(Collected data)

------------------------

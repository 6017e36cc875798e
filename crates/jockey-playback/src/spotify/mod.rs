//! Spotify search-and-play.
//!
//! Authenticates with the client-credentials flow, searches for the single
//! best track match, and triggers playback by opening the track URL with
//! the platform opener. Client-credentials tokens cannot drive the
//! playback API directly, so "play" means handing the track to whatever
//! the OS opens Spotify links with — same contract as the desktop client.
//! Docs: <https://developer.spotify.com/documentation/web-api>

pub(crate) mod types;


use async_trait::async_trait;
use jockey_core::{
    config::SpotifyConfig,
    error::JockeyError,
    message::Track,
    traits::Player,
};
use std::process::Stdio;
use std::time::Duration;
use tokio::process::Command;
use tracing::{debug, info, warn};
use types::{SpSearchResponse, SpTokenResponse, SpTrackItem};

/// Spotify player using the Web API with client-credentials auth.
pub struct SpotifyPlayer {
    config: SpotifyConfig,
    client: reqwest::Client,
    access_token: String,
}

impl SpotifyPlayer {
    /// Authenticate and create a new player.
    pub async fn connect(config: SpotifyConfig) -> Result<Self, JockeyError> {
        let client = reqwest::Client::builder()
            .timeout(Duration::from_secs(config.request_timeout_secs))
            .build()
            .map_err(|e| JockeyError::Playback(format!("failed to build http client: {e}")))?;

        let resp = client
            .post(&config.token_url)
            .form(&[
                ("grant_type", "client_credentials"),
                ("client_id", config.client_id.as_str()),
                ("client_secret", config.client_secret.as_str()),
            ])
            .send()
            .await
            .map_err(|e| JockeyError::Playback(format!("spotify auth request failed: {e}")))?;

        if !resp.status().is_success() {
            let status = resp.status();
            let text = resp.text().await.unwrap_or_default();
            return Err(JockeyError::Playback(format!(
                "spotify auth returned {status}: {text}"
            )));
        }

        let token: SpTokenResponse = resp
            .json()
            .await
            .map_err(|e| JockeyError::Playback(format!("spotify auth parse failed: {e}")))?;

        info!("Spotify authenticated");

        Ok(Self {
            config,
            client,
            access_token: token.access_token,
        })
    }

    /// Search for the best single track match.
    async fn search(&self, query: &str) -> Result<Option<Track>, JockeyError> {
        let url = format!("{}/search", self.config.base_url.trim_end_matches('/'));
        debug!("spotify: searching '{query}'");

        let resp = self
            .client
            .get(&url)
            .header("Authorization", format!("Bearer {}", self.access_token))
            .query(&[("q", query), ("type", "track"), ("limit", "1")])
            .send()
            .await
            .map_err(|e| JockeyError::Playback(format!("spotify search failed: {e}")))?;

        if !resp.status().is_success() {
            let status = resp.status();
            let text = resp.text().await.unwrap_or_default();
            return Err(JockeyError::Playback(format!(
                "spotify search returned {status}: {text}"
            )));
        }

        let parsed: SpSearchResponse = resp
            .json()
            .await
            .map_err(|e| JockeyError::Playback(format!("spotify search parse failed: {e}")))?;

        Ok(parsed
            .tracks
            .and_then(|t| t.items.into_iter().next())
            .and_then(track_from_item))
    }
}

/// Map a search hit into a `Track`, dropping hits without a playable URL.
fn track_from_item(item: SpTrackItem) -> Option<Track> {
    let url = item.external_urls.and_then(|u| u.spotify)?;
    let artist = item
        .artists
        .into_iter()
        .next()
        .map(|a| a.name)
        .unwrap_or_default();
    Some(Track {
        title: item.name,
        artist,
        url,
    })
}

/// Platform opener invocation for a URL.
fn opener_args(url: &str) -> (&'static str, Vec<String>) {
    if cfg!(target_os = "macos") {
        ("open", vec![url.to_string()])
    } else if cfg!(target_os = "windows") {
        ("cmd", vec!["/C".into(), "start".into(), String::new(), url.to_string()])
    } else {
        ("xdg-open", vec![url.to_string()])
    }
}

/// Open `url` with the platform opener, fire-and-forget.
fn launch(url: &str) -> Result<(), JockeyError> {
    let (program, args) = opener_args(url);
    Command::new(program)
        .args(&args)
        .stdout(Stdio::null())
        .stderr(Stdio::null())
        .spawn()
        .map_err(|e| JockeyError::Playback(format!("failed to launch {program}: {e}")))?;
    Ok(())
}

#[async_trait]
impl Player for SpotifyPlayer {
    fn name(&self) -> &str {
        "spotify"
    }

    async fn search_and_play(&self, query: &str) -> Result<Option<Track>, JockeyError> {
        match self.search(query).await? {
            Some(track) => {
                info!("playing: {} — {}", track.title, track.artist);
                launch(&track.url)?;
                Ok(Some(track))
            }
            None => {
                warn!("spotify: no track found for '{query}'");
                Ok(None)
            }
        }
    }
}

------------------------

- **Your objective**
Copy each entry exactly, leaving every line as it is.

- **Written answer**
repository 6017e36cc875798e
filename crates/jockey-playback/src/spotify/mod.rs
//! Spotify search-and-play.
//!
//! Authenticates with the client-credentials flow, searches for the single
//! best track match, and triggers playback by opening the track URL with
//! the platform opener. Client-credentials tokens cannot drive the
//! playback API directly, so "play" means handing the track to whatever
//! the OS opens Spotify links with — same contract as the desktop client.
//! Docs: <https://developer.spotify.com/documentation/web-api>

pub(crate) mod types;


use async_trait::async_trait;
use jockey_core::{
    config::SpotifyConfig,
    error::JockeyError,
    message::Track,
    traits::Player,
};
use std::process::Stdio;
use std::time::Duration;
use tokio::process::Command;
use tracing::{debug, info, warn};
use types::{SpSearchResponse, SpTokenResponse, SpTrackItem};

/// Spotify player using the Web API with client-credentials auth.
pub struct SpotifyPlayer {
    config: SpotifyConfig,
    client: reqwest::Client,
    access_token: String,
}

impl SpotifyPlayer {
    /// Authenticate and create a new player.
    pub async fn connect(config: SpotifyConfig) -> Result<Self, JockeyError> {
        let client = reqwest::Client::builder()
            .timeout(Duration::from_secs(config.request_timeout_secs))
            .build()
            .map_err(|e| JockeyError::Playback(format!("failed to build http client: {e}")))?;

        let resp = client
            .post(&config.token_url)
            .form(&[
                ("grant_type", "client_credentials"),
                ("client_id", config.client_id.as_str()),
                ("client_secret", config.client_secret.as_str()),
            ])
            .send()
            .await
            .map_err(|e| JockeyError::Playback(format!("spotify auth request failed: {e}")))?;

        if !resp.status().is_success() {
            let status = resp.status();
            let text = resp.text().await.unwrap_or_default();
            return Err(JockeyError::Playback(format!(
                "spotify auth returned {status}: {text}"
            )));
        }

        let token: SpTokenResponse = resp
            .json()
            .await
            .map_err(|e| JockeyError::Playback(format!("spotify auth parse failed: {e}")))?;

        info!("Spotify authenticated");

        Ok(Self {
            config,
            client,
            access_token: token.access_token,
        })
    }

    /// Search for the best single track match.
    async fn search(&self, query: &str) -> Result<Option<Track>, JockeyError> {
        let url = format!("{}/search", self.config.base_url.trim_end_matches('/'));
        debug!("spotify: searching '{query}'");

        let resp = self
            .client
            .get(&url)
            .header("Authorization", format!("Bearer {}", self.access_token))
            .query(&[("q", query), ("type", "track"), ("limit", "1")])
            .send()
            .await
            .map_err(|e| JockeyError::Playback(format!("spotify search failed: {e}")))?;

        if !resp.status().is_success() {
            let status = resp.status();
            let text = resp.text().await.unwrap_or_default();
            return Err(JockeyError::Playback(format!(
                "spotify search returned {status}: {text}"
            )));
        }

        let parsed: SpSearchResponse = resp
            .json()
            .await
            .map_err(|e| JockeyError::Playback(format!("spotify search parse failed: {e}")))?;

        Ok(parsed
            .tracks
            .and_then(|t| t.items.into_iter().next())
            .and_then(track_from_item))
    }
}

/// Map a search hit into a `Track`, dropping hits without a playable URL.
fn track_from_item(item: SpTrackItem) -> Option<Track> {
    let url = item.external_urls.and_then(|u| u.spotify)?;
    let artist = item
        .artists
        .into_iter()
        .next()
        .map(|a| a.name)
        .unwrap_or_default();
    Some(Track {
        title: item.name,
        artist,
        url,
    })
}

/// Platform opener invocation for a URL.
fn opener_args(url: &str) -> (&'static str, Vec<String>) {
    if cfg!(target_os = "macos") {
        ("open", vec![url.to_string()])
    } else if cfg!(target_os = "windows") {
        ("cmd", vec!["/C".into(), "start".into(), String::new(), url.to_string()])
    } else {
        ("xdg-open", vec![url.to_string()])
    }
}

/// Open `url` with the platform opener, fire-and-forget.
fn launch(url: &str) -> Result<(), JockeyError> {
    let (program, args) = opener_args(url);
    Command::new(program)
        .args(&args)
        .stdout(Stdio::null())
        .stderr(Stdio::null())
        .spawn()
        .map_err(|e| JockeyError::Playback(format!("failed to launch {program}: {e}")))?;
    Ok(())
}

#[async_trait]
impl Player for SpotifyPlayer {
    fn name(&self) -> &str {
        "spotify"
    }

    async fn search_and_play(&self, query: &str) -> Result<Option<Track>, JockeyError> {
        match self.search(query).await? {
            Some(track) => {
                info!("playing: {} — {}", track.title, track.artist);
                launch(&track.url)?;
                Ok(Some(track))
            }
            None => {
                warn!("spotify: no track found for '{query}'");
                Ok(None)
            }
        }
    }
}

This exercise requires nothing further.